Mediator Burnout and Self-Care
Mediator Burnout and Self-Care
October 19, 2022
10:30 a.m. - 12:00 p.m. (Pacific time)
Mediators, regardless of whether they are in private practice or working in community-based or government mediation programs, are susceptible to occupational stress such as “burnout.” Not only is burnout a problem for the individual in distress, but also the symptoms of burnout undermine fundamental principles of quality mediation. For example, a burned-out mediator may exhibit narrow and uncreative thinking, diminished capacity to regulate emotions, compromised decision making, and deficits in attention and memory.
The prospect of mediator burnout not only threatens the quality of mediation, but it also highlights shortcomings in the regulatory framework designed to provide mediation quality control. Mediators are unique among human services professionals in that professional ethical monitoring rests almost exclusively upon the shoulders of each individual mediator. Despite considerable discussion about how to ensure mediators deliver quality service, the focus has been on molding newly minted mediators rather than those who are already in practice. And minimal attention is paid to the workplace environments in which mediators do their work.

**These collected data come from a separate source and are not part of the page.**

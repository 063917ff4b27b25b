#![deny(
    unsafe_code,
    missing_docs,
    dead_code,
    unused_results,
    non_snake_case,
    unreachable_pub
)]

//! Command-line adapter that runs Elemental Defence headless.
//!
//! The runner loads a level and a session configuration, optionally places a
//! shared tower layout, then plays the requested number of waves at a fixed
//! frame rate and prints a summary of each.

mod layout_transfer;

use std::{fs, path::PathBuf, time::Duration};

use anyhow::{bail, ensure, Context, Result};
use clap::Parser;
use elemental_defence_simulation::{LogFeedback, NullPresenter, Simulation, SimulationConfig};
use elemental_defence_world::{query, Level};
use log::warn;

use crate::layout_transfer::TowerLayout;

/// Runs Elemental Defence without a renderer.
#[derive(Debug, Parser)]
#[command(name = "elemental-defence", version)]
struct Cli {
    /// Level description in JSON. Defaults to the classic three-lane field.
    #[arg(long)]
    level: Option<PathBuf>,
    /// Session settings in TOML.
    #[arg(long)]
    config: Option<PathBuf>,
    /// Number of waves to play.
    #[arg(long, default_value_t = 3)]
    waves: u32,
    /// Overrides the seed from the configuration.
    #[arg(long)]
    seed: Option<u64>,
    /// Tower layout string to place before the first wave.
    #[arg(long)]
    layout: Option<String>,
    /// Simulated milliseconds per frame.
    #[arg(long, default_value_t = 100)]
    frame_ms: u64,
    /// Frames a single wave may take before the run is aborted.
    #[arg(long, default_value_t = 200_000)]
    max_frames: u32,
}

/// Entry point for the Elemental Defence command-line interface.
fn main() -> Result<()> {
    env_logger::init();
    run(&Cli::parse())
}

fn run(cli: &Cli) -> Result<()> {
    ensure!(cli.frame_ms > 0, "--frame-ms must be positive");

    let level = match &cli.level {
        Some(path) => {
            let text = fs::read_to_string(path)
                .with_context(|| format!("failed to read level {}", path.display()))?;
            Level::from_json_str(&text)
                .with_context(|| format!("invalid level {}", path.display()))?
        }
        None => Level::default(),
    };

    let mut config = match &cli.config {
        Some(path) => {
            let text = fs::read_to_string(path)
                .with_context(|| format!("failed to read config {}", path.display()))?;
            SimulationConfig::from_toml_str(&text)
                .with_context(|| format!("invalid config {}", path.display()))?
        }
        None => SimulationConfig::default(),
    };
    if let Some(seed) = cli.seed {
        config.rng_seed = seed;
    }

    let mut simulation = Simulation::new(&level, config, NullPresenter, LogFeedback)
        .context("failed to start the session")?;
    println!("{}", query::welcome_banner(simulation.world()));

    if let Some(encoded) = &cli.layout {
        let layout = TowerLayout::decode(encoded).context("invalid --layout")?;
        ensure!(
            (layout.columns, layout.rows) == query::dimensions(simulation.world()),
            "layout is for a {}x{} grid but the level is {}x{}",
            layout.columns,
            layout.rows,
            level.dimensions().0,
            level.dimensions().1,
        );
        for tower in &layout.towers {
            let outcome = simulation.place_tower(tower.cell, tower.kind);
            if !outcome.success {
                warn!(
                    "skipped {} tower at {:?}: {}",
                    tower.kind, tower.cell, outcome.message
                );
            }
        }
    }

    let frame = Duration::from_millis(cli.frame_ms);
    'waves: for _ in 0..cli.waves {
        let started = simulation.start_wave();
        if !started.success {
            bail!("could not start a wave: {}", started.message);
        }
        let wave = simulation.waves().wave();

        for _ in 0..cli.max_frames {
            let report = simulation.tick(frame);
            if report.game_over {
                println!("Game Over! The core fell during wave {wave}.");
                break 'waves;
            }
            if let Some(cleared) = report.wave_cleared {
                println!(
                    "Wave {cleared} cleared: core {} health, {} gold",
                    query::core_health(simulation.world()),
                    simulation.ledger().gold(),
                );
                continue 'waves;
            }
        }
        bail!("wave {wave} did not finish within {} frames", cli.max_frames);
    }

    let layout = TowerLayout::capture(simulation.world())
        .encode()
        .context("failed to encode the final layout")?;
    println!("layout: {layout}");
    Ok(())
}
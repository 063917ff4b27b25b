#![deny(
    unsafe_code,
    missing_docs,
    dead_code,
    unused_results,
    non_snake_case,
    unreachable_pub
)]

//! Deterministic movement system that advances enemies toward the core.
//!
//! Path-following enemies gain their current speed in path nodes every tick.
//! Navigating enemies are routed across the terrain grid with A* each tick and
//! step into the next route cell whenever their accumulated step reaches one.

use std::{cmp::Ordering, collections::BinaryHeap};

use elemental_defence_core::{
    CellCoord, Command, Destination, EnemySnapshot, EnemyView, Event, Locomotion, TerrainView,
};

/// Pure system that reacts to world events and emits movement commands.
#[derive(Debug, Default)]
pub struct Movement {
    router: Router,
}

impl Movement {
    /// Creates a new movement system.
    #[must_use]
    pub fn new() -> Self {
        Self::default()
    }

    /// Consumes world events and immutable views to emit movement commands.
    ///
    /// Nothing moves unless the batch contains a [`Event::TimeAdvanced`].
    pub fn handle(
        &mut self,
        events: &[Event],
        enemies: &EnemyView,
        terrain: TerrainView<'_>,
        destination: Destination,
        out: &mut Vec<Command>,
    ) {
        if !events
            .iter()
            .any(|event| matches!(event, Event::TimeAdvanced { .. }))
        {
            return;
        }

        for enemy in enemies.iter() {
            match enemy.locomotion {
                Locomotion::FollowPath { progress, .. } => out.push(Command::AdvanceEnemy {
                    enemy: enemy.id,
                    progress: progress + enemy.speed,
                }),
                Locomotion::Navigate { cell, step, .. } => {
                    if let Some(command) = self.navigate(enemy, cell, step, &terrain, destination)
                    {
                        out.push(command);
                    }
                }
            }
        }
    }

    fn navigate(
        &mut self,
        enemy: &EnemySnapshot,
        cell: CellCoord,
        step: f32,
        terrain: &TerrainView<'_>,
        destination: Destination,
    ) -> Option<Command> {
        let route = self.router.route(terrain, cell, destination)?;

        let mut cell = cell;
        let mut cursor = 1;
        let mut next = route.get(cursor).copied();
        let mut step = step + enemy.speed;
        while step >= 1.0 {
            let Some(entered) = next else {
                break;
            };
            cell = entered;
            step -= 1.0;
            cursor += 1;
            next = route.get(cursor).copied();
        }
        if next.is_none() {
            step = 0.0;
        }

        Some(Command::NavigateEnemy {
            enemy: enemy.id,
            cell,
            next,
            step,
        })
    }
}

/// Computes the cheapest route from `start` to any cell on the destination line.
///
/// Entering a cell costs the reciprocal of its terrain multiplier and
/// impassable cells are never entered. The returned route begins with `start`.
/// Among equally promising candidates the one discovered first is expanded
/// first, so routes are deterministic.
#[must_use]
pub fn find_route(
    terrain: &TerrainView<'_>,
    start: CellCoord,
    destination: Destination,
) -> Option<Vec<CellCoord>> {
    Router::default().route(terrain, start, destination)
}

#[derive(Clone, Copy, Debug)]
struct Frontier {
    estimate: f32,
    cost: f32,
    sequence: u64,
    index: usize,
}

impl Ord for Frontier {
    fn cmp(&self, other: &Self) -> Ordering {
        other
            .estimate
            .total_cmp(&self.estimate)
            .then_with(|| other.sequence.cmp(&self.sequence))
    }
}

impl PartialOrd for Frontier {
    fn partial_cmp(&self, other: &Self) -> Option<Ordering> {
        Some(self.cmp(other))
    }
}

impl PartialEq for Frontier {
    fn eq(&self, other: &Self) -> bool {
        self.cmp(other) == Ordering::Equal
    }
}

impl Eq for Frontier {}

/// A* search with reusable scratch buffers.
#[derive(Debug, Default)]
struct Router {
    costs: Vec<f32>,
    parents: Vec<Option<usize>>,
    open: BinaryHeap<Frontier>,
}

impl Router {
    fn route(
        &mut self,
        terrain: &TerrainView<'_>,
        start: CellCoord,
        destination: Destination,
    ) -> Option<Vec<CellCoord>> {
        let (columns, rows) = terrain.dimensions();
        if start.column() >= columns || start.row() >= rows {
            return None;
        }
        let width = usize::try_from(columns).ok()?;
        let cell_count = width.checked_mul(usize::try_from(rows).ok()?)?;

        self.costs.clear();
        self.costs.resize(cell_count, f32::INFINITY);
        self.parents.clear();
        self.parents.resize(cell_count, None);
        self.open.clear();

        let start_index = index(width, start)?;
        *self.costs.get_mut(start_index)? = 0.0;
        let mut sequence = 0;
        self.open.push(Frontier {
            estimate: destination.heuristic(start) as f32,
            cost: 0.0,
            sequence,
            index: start_index,
        });

        while let Some(node) = self.open.pop() {
            if self.costs.get(node.index).map_or(true, |best| node.cost > *best) {
                continue;
            }
            let Some(cell) = cell_at(width, node.index) else {
                continue;
            };
            if destination.reached(cell) {
                return Some(self.reconstruct(width, node.index));
            }

            for neighbor in neighbors(cell, columns, rows) {
                let multiplier = terrain.multiplier(neighbor);
                if multiplier <= 0.0 {
                    continue;
                }
                let Some(neighbor_index) = index(width, neighbor) else {
                    continue;
                };
                let cost = node.cost + 1.0 / multiplier;
                let Some(best) = self.costs.get_mut(neighbor_index) else {
                    continue;
                };
                if cost >= *best {
                    continue;
                }
                *best = cost;
                if let Some(parent) = self.parents.get_mut(neighbor_index) {
                    *parent = Some(node.index);
                }
                sequence += 1;
                self.open.push(Frontier {
                    estimate: cost + destination.heuristic(neighbor) as f32,
                    cost,
                    sequence,
                    index: neighbor_index,
                });
            }
        }

        None
    }

    fn reconstruct(&self, width: usize, goal: usize) -> Vec<CellCoord> {
        let mut route = Vec::new();
        let mut current = Some(goal);
        while let Some(index) = current {
            if let Some(cell) = cell_at(width, index) {
                route.push(cell);
            }
            current = self.parents.get(index).copied().flatten();
        }
        route.reverse();
        route
    }
}

fn neighbors(cell: CellCoord, width: u32, height: u32) -> impl Iterator<Item = CellCoord> {
    let mut candidates = [None; 4];
    let mut count = 0;

    if let Some(row) = cell.row().checked_sub(1) {
        candidates[count] = Some(CellCoord::new(cell.column(), row));
        count += 1;
    }

    if let Some(column) = cell.column().checked_add(1) {
        if column < width {
            candidates[count] = Some(CellCoord::new(column, cell.row()));
            count += 1;
        }
    }

    if let Some(row) = cell.row().checked_add(1) {
        if row < height {
            candidates[count] = Some(CellCoord::new(cell.column(), row));
            count += 1;
        }
    }

    if let Some(column) = cell.column().checked_sub(1) {
        candidates[count] = Some(CellCoord::new(column, cell.row()));
        count += 1;
    }

    candidates.into_iter().take(count).flatten()
}

fn index(width: usize, cell: CellCoord) -> Option<usize> {
    let column = usize::try_from(cell.column()).ok()?;
    let row = usize::try_from(cell.row()).ok()?;
    row.checked_mul(width)?.checked_add(column)
}

fn cell_at(width: usize, index: usize) -> Option<CellCoord> {
    let column = u32::try_from(index.checked_rem(width)?).ok()?;
    let row = u32::try_from(index.checked_div(width)?).ok()?;
    Some(CellCoord::new(column, row))
}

This presentation will explain the elements of burnout, summarize existing burnout research, and then discuss how and why burnout can manifest in mediators. Because preventing or mitigating burnout is unique to each individual, this presentation will instead focus on structural, organizational interventions that can help protect against burnout.
About the Presenter:
Lydia Nussbaum is a Professor of Law and the Associate Dean for Experiential Legal Education at the UNLV Boyd School of Law where she also serves as the Director of the Saltman Center for Conflict Resolution. Before joining the faculty at Boyd, she taught as a Clinical Teaching Fellow at the University of Baltimore School of Law and was a fellow in the Leadership, Ethics, and Democracy Building Initiative at the University of Maryland Carey School of Law. She teaches courses on dispute resolution and family law and directs the law school’s Mediation Clinic. Her research focuses on government uses of mediation and how the design of public mediation programs impact mediators and mediation participants.
Professor Nussbaum’s professional roots started in Maryland. She completed her first basic mediation training at the Baltimore Community Mediation Center on Greenmount Avenue and she volunteered as a mediator doing community, re-entry, and parenting plan mediations before moving out west. She was an early member of the Maryland Program for Mediator Excellence. She also received training in community conference facilitation from Restorative Response Baltimore, formerly the Community Conferencing Center.